Nesta quinta-feira, 15, os auditores da Receita encontraram 584 quilos da droga – peso bruto – em contêiner de café que tinha como destino o porto de Antuérpia, na Bélgica.

A cocaína apreendida pela Receita foi entregue à guarda da Delegacia de Polícia Federal em Santos, que vai investigar a origem da droga e tentar identificar os traficantes.

Quase todas as apreensões do ano ocorreram em cargas com destino ou baldeação em portos europeus, informa a Receita.

Na maioria dos casos, foi empregada a técnica criminosa conhecida por ‘rip-off loading’, na qual a droga é inserida em uma carga regular, sem o conhecimento do proprietário.

As cargas utilizadas pelos traficantes para ocultar a droga foram as mais variadas, como café, farelos vegetais, açúcar, retalhos de tecido, sucatas de metal e vidro, peças automotivas e bobinas de papel.

Recorde de apreensões – Segundo a Receita, o recorde de apreensões ao longo de 2016 ‘é consequência do aperfeiçoamento das atividades de vigilância e controle de cargas a fim de garantir que apenas o corretamente declarado embarque ou desembarque no cais santista’.

A Alfândega da Receita no Porto de Santos destacou que tem modernizado os processos de controle de cargas, pessoas e veículos, com utilização de sistemas de informação, câmeras de vigilância, Reconhecimento Óptico de Caracteres (OCR), escâneres, cães de faro e treinamento de servidores.

“Neste cenário, verifica-se um aumento considerável nas apreensões de entorpecentes inseridos em cargas lícitas, contaminadas durante a logística de exportação”, destacou a Receita. “Por isso, é fundamental que as empresas exportadoras busquem aperfeiçoamento de sua logística a fim de torná-la mais segura.”

A Alfândega de Santos sugere algumas medidas a serem adotadas pelo exportador com o objetivo de tornar mais difícil a ação do tráfico.

1) Atenção da empresa transportadora marítima para que o contêiner a ser utilizado no transporte atenda às normas de segurança internacional, em especial, que não haja comprometimento do sistema de segurança de portas;

2) Monitoramento através de filmagens e fotografias da unitização da carga, assim como a colocação do lacre.

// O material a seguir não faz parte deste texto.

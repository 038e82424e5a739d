//! Cross-scene bindings of one kinematics scene instance.
//!
//! A COLLADA scene ties three sub-scenes together. Kinematics models are
//! bound to visual nodes, joint axes to the visual transforms they drive, and
//! physics rigid bodies to the nodes of the links they weigh. These bindings
//! are collected once before tree building and then looked up by element
//! identity.

use tracing::warn;

use crate::document::{Document, ElementId, ElementKind};
use crate::resolver::Resolver;

/// A kinematic axis and the visual node whose subtree it moves.
#[derive(Debug, Clone, PartialEq, Eq)]
pub struct AxisBinding {
    /// The `revolute`/`prismatic` axis constraint.
    pub axis: ElementId,
    /// Transform element targeted by `bind_joint_axis`.
    pub target: ElementId,
    /// Nearest node enclosing the target.
    pub visual_node: Option<ElementId>,
    /// Kinematics `axis_info` override.
    pub kinematics_info: Option<ElementId>,
    /// Motion `axis_info` override.
    pub motion_info: Option<ElementId>,
}

/// A kinematics model instance bound to its root visual node.
#[derive(Debug, Clone, Copy, PartialEq, Eq)]
pub struct ModelBinding {
    /// Visual node.
    pub node: ElementId,
    /// `instance_kinematics_model`.
    pub instance: ElementId,
}

/// A rigid body bound to the node of the link it weighs.
#[derive(Debug, Clone, Copy, PartialEq, Eq)]
pub struct LinkBinding {
    /// Visual node.
    pub node: ElementId,
    /// `rigid_body` definition.
    pub rigid_body: ElementId,
    /// `instance_rigid_body`.
    pub instance: ElementId,
}

/// Every binding reachable from one `instance_kinematics_scene`.
#[derive(Debug, Clone, Default)]
pub struct SceneBindings {
    /// Model to visual node bindings.
    pub models: Vec<ModelBinding>,
    /// Axis to visual transform bindings.
    pub axes: Vec<AxisBinding>,
    /// Rigid body to node bindings.
    pub links: Vec<LinkBinding>,
}

impl SceneBindings {
    /// Collect visual and physics bindings for `instance_kinematics_scene`
    /// within `scene`.
    #[must_use]
    pub fn extract(resolver: &Resolver<'_>, scene: ElementId, instance_kinematics_scene: ElementId) -> Self {
        let mut bindings = Self::default();
        bindings.extract_visual(resolver, scene, instance_kinematics_scene);
        bindings.extract_physics(resolver, scene);
        bindings
    }

    fn extract_visual(&mut self, resolver: &Resolver<'_>, scene: ElementId, iks: ElementId) {
        let doc = resolver.document();
        let Some(kscene) = doc.instantiated(iks) else {
            return;
        };
        let Some(visual_scene) = doc
            .child(scene, ElementKind::InstanceVisualScene)
            .and_then(|ivs| doc.instantiated(ivs))
        else {
            warn!("scene has no instance_visual_scene, kinematics bindings skipped");
            return;
        };

        for bind in doc.children_of(iks, ElementKind::BindKinematicsModel) {
            let Some(reference) = doc.attr(bind, "node") else {
                warn!("do not support kinematics models without references to nodes");
                continue;
            };
            let node = resolver
                .sidref(reference, visual_scene)
                .filter(|&n| doc.kind(n) == ElementKind::Node);
            let Some(node) = node else {
                warn!("bind_kinematics_model does not reference valid node {reference}");
                continue;
            };
            match resolver.sidref_or_param(bind, kscene) {
                Some(instance) if doc.kind(instance) == ElementKind::InstanceKinematicsModel => {
                    self.models.push(ModelBinding { node, instance });
                }
                Some(other) => warn!(
                    "bind_kinematics_model cannot find reference to {}",
                    doc.get(other).tag
                ),
                None => warn!("bind_kinematics_model does not reference element"),
            }
        }

        for bind in doc.children_of(iks, ElementKind::BindJointAxis) {
            let reference = doc.attr(bind, "target").unwrap_or_default();
            let Some(target) = resolver.sidref(reference, visual_scene) else {
                warn!("target node {reference} not found");
                continue;
            };
            let axis = doc
                .child(bind, ElementKind::Axis)
                .and_then(|a| resolver.sidref_or_param(a, kscene))
                .filter(|&a| is_axis_constraint(doc, a));
            let Some(axis) = axis else {
                warn!("bind_joint_axis {reference} does not resolve to an axis");
                continue;
            };
            let visual_node = doc.ancestor(target, ElementKind::Node);
            if visual_node.is_none() {
                warn!("couldn't find parent node of {}", doc.describe(axis));
            }
            self.axes.push(AxisBinding {
                axis,
                target,
                visual_node,
                kinematics_info: None,
                motion_info: None,
            });
        }
    }

    fn extract_physics(&mut self, resolver: &Resolver<'_>, scene: ElementId) {
        let doc = resolver.document();
        for ips in doc.children_of(scene, ElementKind::InstancePhysicsScene) {
            let Some(pscene) = doc.instantiated(ips) else {
                warn!("{} does not reference a physics scene", doc.describe(ips));
                continue;
            };
            for ipm in doc.children_of(pscene, ElementKind::InstancePhysicsModel) {
                let Some(pmodel) = doc.instantiated(ipm) else {
                    continue;
                };
                for irb in doc.children_of(ipm, ElementKind::InstanceRigidBody) {
                    let node = doc
                        .attr(irb, "target")
                        .and_then(|t| doc.resolve_url(t))
                        .filter(|&n| doc.kind(n) == ElementKind::Node);
                    let rigid_body = doc
                        .attr(irb, "body")
                        .and_then(|b| resolver.sidref(b, pmodel))
                        .filter(|&b| doc.kind(b) == ElementKind::RigidBody);
                    if let (Some(node), Some(rigid_body)) = (node, rigid_body) {
                        self.links.push(LinkBinding {
                            node,
                            rigid_body,
                            instance: irb,
                        });
                    }
                }
            }
        }
    }

    /// Attach an `axis_info` override to the axis it names.
    ///
    /// The `axis` attribute is resolved against each kinematics model
    /// instantiated by `instances`. Returns whether a binding was updated.
    pub fn add_axis_info(
        &mut self,
        resolver: &Resolver<'_>,
        instances: &[ElementId],
        kinematics_info: ElementId,
        motion_info: Option<ElementId>,
    ) -> bool {
        let doc = resolver.document();
        let reference = doc.attr(kinematics_info, "axis").unwrap_or_default();
        for &ikm in instances {
            let Some(axis) = doc
                .instantiated(ikm)
                .and_then(|model| resolver.sidref(reference, model))
            else {
                continue;
            };
            let Some(binding) = self.axes.iter_mut().find(|b| b.axis == axis) else {
                warn!(
                    "could not find binding for axis: {reference}, {}",
                    doc.sid_of(axis).unwrap_or_default()
                );
                return false;
            };
            binding.kinematics_info = Some(kinematics_info);
            if motion_info.is_some() {
                binding.motion_info = motion_info;
            }
            return true;
        }
        warn!("could not find kinematics axis target: {reference}");
        false
    }

    /// Visual node bound to a kinematics model instance.
    #[must_use]
    pub fn model_node(&self, instance: ElementId) -> Option<ElementId> {
        self.models
            .iter()
            .find(|m| m.instance == instance)
            .map(|m| m.node)
    }

    /// Binding of an axis constraint.
    #[must_use]
    pub fn axis(&self, axis: ElementId) -> Option<&AxisBinding> {
        self.axes.iter().find(|b| b.axis == axis)
    }

    /// Rigid body bound to a node.
    #[must_use]
    pub fn link(&self, node: ElementId) -> Option<&LinkBinding> {
        self.links.iter().find(|l| l.node == node)
    }

    /// Whether `node` is the visual node of some joint axis.
    #[must_use]
    pub fn is_axis_node(&self, node: ElementId) -> bool {
        self.axes.iter().any(|b| b.visual_node == Some(node))
    }
}

/// Whether an element is a single-DOF axis constraint.
#[must_use]
pub fn is_axis_constraint(doc: &Document, id: ElementId) -> bool {
    matches!(doc.kind(id), ElementKind::Revolute | ElementKind::Prismatic)
}

#[cfg(test)]
#[allow(clippy::unwrap_used, clippy::expect_used)]
mod tests {
    use super::*;

    const DOC: &str = r##"<COLLADA>
        <library_visual_scenes>
            <visual_scene id="vs">
                <node id="vbase" sid="base">
                    <node id="varm" sid="arm">
                        <rotate sid="j0_axis">0 0 1 0</rotate>
                    </node>
                </node>
            </visual_scene>
        </library_visual_scenes>
        <library_kinematics_models>
            <kinematics_model id="km">
                <technique_common>
                    <joint sid="j0"><revolute sid="axis0"><axis>0 0 1</axis></revolute></joint>
                    <link sid="l0"/>
                </technique_common>
            </kinematics_model>
        </library_kinematics_models>
        <library_physics_models>
            <physics_model id="pm">
                <rigid_body sid="rb0"><technique_common><mass>2</mass></technique_common></rigid_body>
            </physics_model>
        </library_physics_models>
        <library_physics_scenes>
            <physics_scene id="ps">
                <instance_physics_model url="#pm">
                    <instance_rigid_body body="rb0" target="#vbase"/>
                    <instance_rigid_body body="missing" target="#varm"/>
                </instance_physics_model>
            </physics_scene>
        </library_physics_scenes>
        <library_kinematics_scenes>
            <kinematics_scene id="ks">
                <instance_kinematics_model url="#km" sid="kmi">
                    <newparam sid="kmi_ref"><SIDREF>ks/kmi</SIDREF></newparam>
                    <newparam sid="axis_ref"><SIDREF>km/j0/axis0</SIDREF></newparam>
                </instance_kinematics_model>
            </kinematics_scene>
        </library_kinematics_scenes>
        <scene>
            <instance_physics_scene url="#ps"/>
            <instance_visual_scene url="#vs"/>
            <instance_kinematics_scene url="#ks">
                <bind_kinematics_model node="vbase"><param>kmi_ref</param></bind_kinematics_model>
                <bind_joint_axis target="vbase/arm/j0_axis">
                    <axis><param>axis_ref</param></axis>
                </bind_joint_axis>
                <bind_joint_axis target="vbase/nowhere"><axis><param>axis_ref</param></axis></bind_joint_axis>
            </instance_kinematics_scene>
        </scene>
    </COLLADA>"##;

    fn extract(doc: &Document) -> SceneBindings {
        let resolver = Resolver::new(doc);
        let scene = doc.elements_of(ElementKind::Scene).next().unwrap();
        let iks = doc.child(scene, ElementKind::InstanceKinematicsScene).unwrap();
        SceneBindings::extract(&resolver, scene, iks)
    }

    #[test]
    fn test_visual_bindings() {
        let doc = Document::parse(DOC).unwrap();
        let bindings = extract(&doc);
        assert_eq!(bindings.models.len(), 1);
        assert_eq!(bindings.models[0].node, doc.by_id("vbase").unwrap());
        let ikm = doc.elements_of(ElementKind::InstanceKinematicsModel).next().unwrap();
        assert_eq!(bindings.model_node(ikm), doc.by_id("vbase"));

        assert_eq!(bindings.axes.len(), 1);
        let axis = doc.elements_of(ElementKind::Revolute).next().unwrap();
        let binding = bindings.axis(axis).unwrap();
        assert_eq!(binding.visual_node, doc.by_id("varm"));
        assert!(bindings.is_axis_node(doc.by_id("varm").unwrap()));
        assert!(!bindings.is_axis_node(doc.by_id("vbase").unwrap()));
    }

    #[test]
    fn test_physics_bindings_skip_unresolved_bodies() {
        let doc = Document::parse(DOC).unwrap();
        let bindings = extract(&doc);
        assert_eq!(bindings.links.len(), 1);
        let lb = bindings.link(doc.by_id("vbase").unwrap()).unwrap();
        assert_eq!(doc.kind(lb.rigid_body), ElementKind::RigidBody);
        assert!(bindings.link(doc.by_id("varm").unwrap()).is_none());
    }

    #[test]
    fn test_add_axis_info() {
        let xml = DOC.replace(
            "<link sid=\"l0\"/>",
            "<link sid=\"l0\"/></technique_common></kinematics_model>\
             <articulated_system id=\"as\"><kinematics><technique_common>\
             <axis_info sid=\"ai0\" axis=\"km/j0/axis0\"/>\
             <axis_info sid=\"ai1\" axis=\"km/j9/axis0\"/>\
             </technique_common></kinematics></articulated_system>\
             <kinematics_model id=\"unused\"><technique_common>",
        );
        let doc = Document::parse(&xml).unwrap();
        let resolver = Resolver::new(&doc);
        let mut bindings = extract(&doc);
        let ikms: Vec<_> = doc.elements_of(ElementKind::InstanceKinematicsModel).collect();
        let infos: Vec<_> = doc.elements_of(ElementKind::AxisInfo).collect();

        assert!(bindings.add_axis_info(&resolver, &ikms, infos[0], None));
        assert_eq!(bindings.axes[0].kinematics_info, Some(infos[0]));
        assert!(!bindings.add_axis_info(&resolver, &ikms, infos[1], None));
    }
}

Essa medida comprovará que a carga não foi contaminada durante esse processo, que os lacres foram colocados corretamente e que sua numeração corresponde a da documentação de transporte marítimo;

3) Verificação, pelo exportador, de que o lacre é integro e se a numeração corresponde à informada no conhecimento de transporte marítimo ou conhecimento eletrônico (CE);

4) Escolha de transportador idôneo e que possua sistema de rastreamento ativo de veículos, uma vez que essa é a fase em que ocorre o maior número de contaminações de carga.